Голос Флоры Андерсен я узнаю сразу, но не поворачиваюсь. Я почти не сомневаюсь, что сейчас повторится давний конфуз: меня перепутают с сестрой. Что еще могло бы толкнуть эту неудавшуюся итальянку на мои поиски? Ведь не меня она прочит в избранницы своему…

– Эмма, вам дурно?

Вскидываюсь, не пытаясь скрыть удивления: меня узнали? Флора Андерсен стоит на дорожке, в паре шагов. Одета сегодня не по-ньюйоркски, но и не провинциально: на ней длинное, оттенка персика платье с посеребренной вышивкой, с пышным турнюром5, струящиеся слои которого неуловимо похожи на перья. Верх подчеркнут корсетом, смуглые плечи полуоткрыты. А кружево… я могу и уколоться об эти изломанные линии; ни одна мастерица Калифорнии такое не сплетет, здесь в ходу штампованный гипюр. Еще когда Андерсены прибыли, я вспомнила, где видела подобные наряды: на иллюстрациях к «Венецианскому купцу» Шекспира. Рядом с мужем и сыном, предпочитающими ладно скроенные, но лишенные изысков костюмы, миссис Андерсен ― тропическая птица.
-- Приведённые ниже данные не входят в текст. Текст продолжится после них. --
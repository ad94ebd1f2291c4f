use std::fmt;

use serde::{Deserialize, Serialize};

use crate::error::{Result, SentimentError};

/// Number of output classes of the classification head
pub const NUM_LABELS: usize = 2;

/// The two sentiment categories. The discriminant is the class index used
/// by the corpus labels and the head's logits.
#[derive(Debug, Clone, Copy, PartialEq, Eq, Hash, Serialize, Deserialize)]
#[serde(rename_all = "UPPERCASE")]
pub enum Sentiment {
    Negative = 0,
    Positive = 1,
}

impl Sentiment {
    pub const ALL: [Sentiment; NUM_LABELS] = [Sentiment::Negative, Sentiment::Positive];

    pub fn class_index(self) -> usize {
        self as usize
    }

    pub fn from_class_index(index: usize) -> Option<Self> {
        match index {
            0 => Some(Sentiment::Negative),
            1 => Some(Sentiment::Positive),
            _ => None,
        }
    }

    /// Maps a raw corpus label (0 = negative, 1 = positive).
    pub fn from_label_id(id: i64) -> Result<Self> {
        usize::try_from(id)
            .ok()
            .and_then(Self::from_class_index)
            .ok_or_else(|| SentimentError::DatasetError(format!("Unknown label id {}", id)))
    }

    pub fn as_str(self) -> &'static str {
        match self {
            Sentiment::Negative => "NEGATIVE",
            Sentiment::Positive => "POSITIVE",
        }
    }
}

impl fmt::Display for Sentiment {
    fn fmt(&self, f: &mut fmt::Formatter<'_>) -> fmt::Result {
        f.write_str(self.as_str())
    }
}

/// A labeled review drawn from the corpus
#[derive(Debug, Clone, PartialEq, Eq, Serialize, Deserialize)]
pub struct ReviewRecord {
    pub text: String,
    pub label: Sentiment,
}

impl ReviewRecord {
    pub fn new(text: impl Into<String>, label: Sentiment) -> Self {
        Self {
            text: text.into(),
            label,
        }
    }
}

/// Output of a single inference call
#[derive(Debug, Clone, Copy, PartialEq, Serialize, Deserialize)]
pub struct Prediction {
    pub label: Sentiment,
    /// Softmax probability of `label`, the larger of the two class probabilities
    pub score: f32,
}

impl Prediction {
    /// Picks the most probable class from a pair of class probabilities.
    /// Ties resolve to `Negative`.
    pub fn from_probabilities(probabilities: [f32; NUM_LABELS]) -> Self {
        let [negative, positive] = probabilities;
        if positive > negative {
            Prediction { label: Sentiment::Positive, score: positive }
        } else {
            Prediction { label: Sentiment::Negative, score: negative }
        }
    }
}
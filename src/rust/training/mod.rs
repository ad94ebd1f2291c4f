//! Fine-tuning pipeline for the sentiment head.
//!
//! The encoder is frozen: every review is embedded once, then a linear
//! 2-class head is trained on those embeddings with AdamW, evaluated after
//! each epoch and checkpointed every `save_steps` optimizer steps.

pub mod checkpoint;
pub mod data;
pub mod metrics;
pub mod trainer;

pub use checkpoint::{CheckpointMetadata, CheckpointStore};
pub use data::{BatchIterator, EncodedSplit};
pub use metrics::{accuracy, evaluate_logits, EvaluationReport};
pub use trainer::{EpochMetrics, TrainConfig, TrainOutcome, Trainer};
//! Client for the Hugging Face datasets-server rows API.

use std::collections::{BTreeSet, HashMap, HashSet};

use serde::Deserialize;

use super::sampling::RawReview;
use crate::error::{Result, SentimentError};
use crate::sentiment::ReviewRecord;

pub const DATASETS_SERVER_URL: &str = "https://datasets-server.huggingface.co";

/// Largest `length` the rows endpoint accepts
pub const MAX_PAGE_LENGTH: usize = 100;

#[derive(Debug, Deserialize)]
pub(crate) struct RowsPage {
    pub rows: Vec<RowEntry>,
    pub num_rows_total: usize,
}

#[derive(Debug, Deserialize)]
pub(crate) struct RowEntry {
    pub row_idx: usize,
    pub row: RawReview,
    /// Columns the server shortened to fit its response size limit
    #[serde(default)]
    pub truncated_cells: Vec<String>,
}

/// A public corpus served by the datasets-server, e.g. `stanfordnlp/imdb`.
#[derive(Debug, Clone)]
pub struct HubDataset {
    client: reqwest::Client,
    base_url: String,
    dataset: String,
    config: String,
}

impl HubDataset {
    pub fn new(dataset: impl Into<String>, config: impl Into<String>) -> Self {
        Self {
            client: reqwest::Client::new(),
            base_url: DATASETS_SERVER_URL.to_string(),
            dataset: dataset.into(),
            config: config.into(),
        }
    }

    pub fn with_base_url(mut self, base_url: impl Into<String>) -> Self {
        self.base_url = base_url.into().trim_end_matches('/').to_string();
        self
    }

    pub fn dataset(&self) -> &str {
        &self.dataset
    }

    pub fn config(&self) -> &str {
        &self.config
    }

    async fn fetch_page(&self, split: &str, offset: usize, length: usize) -> Result<RowsPage> {
        let offset = offset.to_string();
        let length = length.to_string();
        log::debug!("GET rows {}/{} split={} offset={} length={}", self.dataset, self.config, split, offset, length);

        let response = self
            .client
            .get(format!("{}/rows", self.base_url))
            .query(&[
                ("dataset", self.dataset.as_str()),
                ("config", self.config.as_str()),
                ("split", split),
                ("offset", offset.as_str()),
                ("length", length.as_str()),
            ])
            .send()
            .await?
            .error_for_status()?;

        Ok(response.json::<RowsPage>().await?)
    }

    /// Total number of rows in `split`.
    pub async fn num_rows(&self, split: &str) -> Result<usize> {
        Ok(self.fetch_page(split, 0, 1).await?.num_rows_total)
    }

    /// Fetches the rows at `indices`, returned in the same order.
    ///
    /// Only the pages that contain a requested index are downloaded.
    pub async fn fetch_rows(&self, split: &str, indices: &[usize]) -> Result<Vec<ReviewRecord>> {
        let wanted: HashSet<usize> = indices.iter().copied().collect();
        let pages: BTreeSet<usize> = indices.iter().map(|i| i / MAX_PAGE_LENGTH).collect();
        log::info!(
            "Fetching {} rows of {}/{} split '{}' ({} pages)",
            indices.len(),
            self.dataset,
            self.config,
            split,
            pages.len()
        );

        let mut rows: HashMap<usize, ReviewRecord> = HashMap::with_capacity(indices.len());
        for page in pages {
            let fetched = self.fetch_page(split, page * MAX_PAGE_LENGTH, MAX_PAGE_LENGTH).await?;
            collect_rows(fetched, &wanted, &mut rows)?;
        }

        indices
            .iter()
            .map(|idx| {
                rows.get(idx).cloned().ok_or_else(|| {
                    SentimentError::DatasetError(format!("Row {} missing from split '{}'", idx, split))
                })
            })
            .collect()
    }
}

fn collect_rows(
    page: RowsPage,
    wanted: &HashSet<usize>,
    rows: &mut HashMap<usize, ReviewRecord>,
) -> Result<()> {
    for entry in page.rows {
        if !wanted.contains(&entry.row_idx) {
            continue;
        }
        if entry.truncated_cells.iter().any(|cell| cell == "text") {
            return Err(SentimentError::DatasetError(format!(
                "Row {} was served with a truncated review text",
                entry.row_idx
            )));
        }
        rows.insert(entry.row_idx, entry.row.into_record()?);
    }
    Ok(())
}
mod common;

use std::sync::Arc;

use candle_core::Device;
use common::KeywordEncoder;
use sentiment_tuner::{DemoServer, Prediction, Sentiment, SentimentClassifier, SentimentHead, ServerConfig};

fn keyword_classifier() -> Arc<SentimentClassifier> {
    // rows: NEGATIVE, POSITIVE over [positive hits, negative hits, 1]
    let head = SentimentHead::from_parameters(
        vec![-1.0, 1.0, 0.0, 1.0, -1.0, 0.0],
        vec![0.0, 0.0],
        3,
        &Device::Cpu,
    )
    .unwrap();
    Arc::new(SentimentClassifier::new(Arc::new(KeywordEncoder::default()), head).unwrap())
}

fn ephemeral_config() -> ServerConfig {
    ServerConfig {
        addr: "127.0.0.1:0".parse().unwrap(),
        ..ServerConfig::default()
    }
}

#[tokio::test]
async fn test_form_round_trip_over_http() -> Result<(), Box<dyn std::error::Error>> {
    let handle = DemoServer::launch(keyword_classifier(), ephemeral_config()).await?;
    let client = reqwest::Client::new();

    let page = client.get(handle.url()).send().await?.text().await?;
    assert!(page.contains("<textarea name=\"text\""));

    let result = client
        .post(handle.url())
        .form(&[("text", "The movie was awesome!!!")])
        .send()
        .await?
        .error_for_status()?
        .text()
        .await?;
    assert!(result.contains("POSITIVE ("), "{}", result);

    handle.close().await?;
    Ok(())
}

#[tokio::test]
async fn test_concurrent_requests_are_all_answered() -> Result<(), Box<dyn std::error::Error>> {
    let handle = DemoServer::launch(keyword_classifier(), ephemeral_config()).await?;
    let url = format!("{}/api/predict", handle.url());
    let client = reqwest::Client::new();

    let mut tasks = Vec::new();
    for i in 0..16 {
        let client = client.clone();
        let url = url.clone();
        let text = if i % 2 == 0 { "great film" } else { "horrible film" };
        tasks.push(tokio::spawn(async move {
            let prediction: Prediction = client
                .post(url)
                .json(&serde_json::json!({ "text": text }))
                .send()
                .await?
                .json()
                .await?;
            Ok::<_, reqwest::Error>((i, prediction))
        }));
    }

    for task in tasks {
        let (i, prediction) = task.await??;
        let expected = if i % 2 == 0 { Sentiment::Positive } else { Sentiment::Negative };
        assert_eq!(prediction.label, expected);
    }

    handle.close().await?;
    Ok(())
}

#[tokio::test]
async fn test_close_releases_port() -> Result<(), Box<dyn std::error::Error>> {
    let handle = DemoServer::launch(keyword_classifier(), ephemeral_config()).await?;
    let addr = handle.local_addr();
    handle.close().await?;

    let relaunched = DemoServer::launch(
        keyword_classifier(),
        ServerConfig {
            addr,
            ..ServerConfig::default()
        },
    )
    .await?;
    assert_eq!(relaunched.local_addr(), addr);
    relaunched.close().await?;
    Ok(())
}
– Просто захотелось проветриться.

Неудачная ложь: в саду сейчас не меньше тени, чем здесь, но миссис Андерсен не настаивает. Правда, она и не уходит, опускает тонкую руку на массивное грифонье крыло, проводит по мраморным перышкам. У нее задумчивый взгляд, я такой уже замечала: точно улетает в свою Италию, а может, дальше.

– У вас очаровательнейшие места, ― новая попытка завязать беседу.

Не хочется отвечать, тем более подтверждать очевидное: да, окрестности Оровилла красивы. Особенно, наверное, хороши, если ты волен по первой прихоти их покинуть. Все же я высказываюсь в духе того, что да, трудно вообразить дом лучше. Я не кривлю душой: горы, река, лес ― рай. Я люблю их, как и в детстве, но откуда же странное ощущение, откуда страх, будто я потихоньку начинаю… гнить здесь? Гнить в раю?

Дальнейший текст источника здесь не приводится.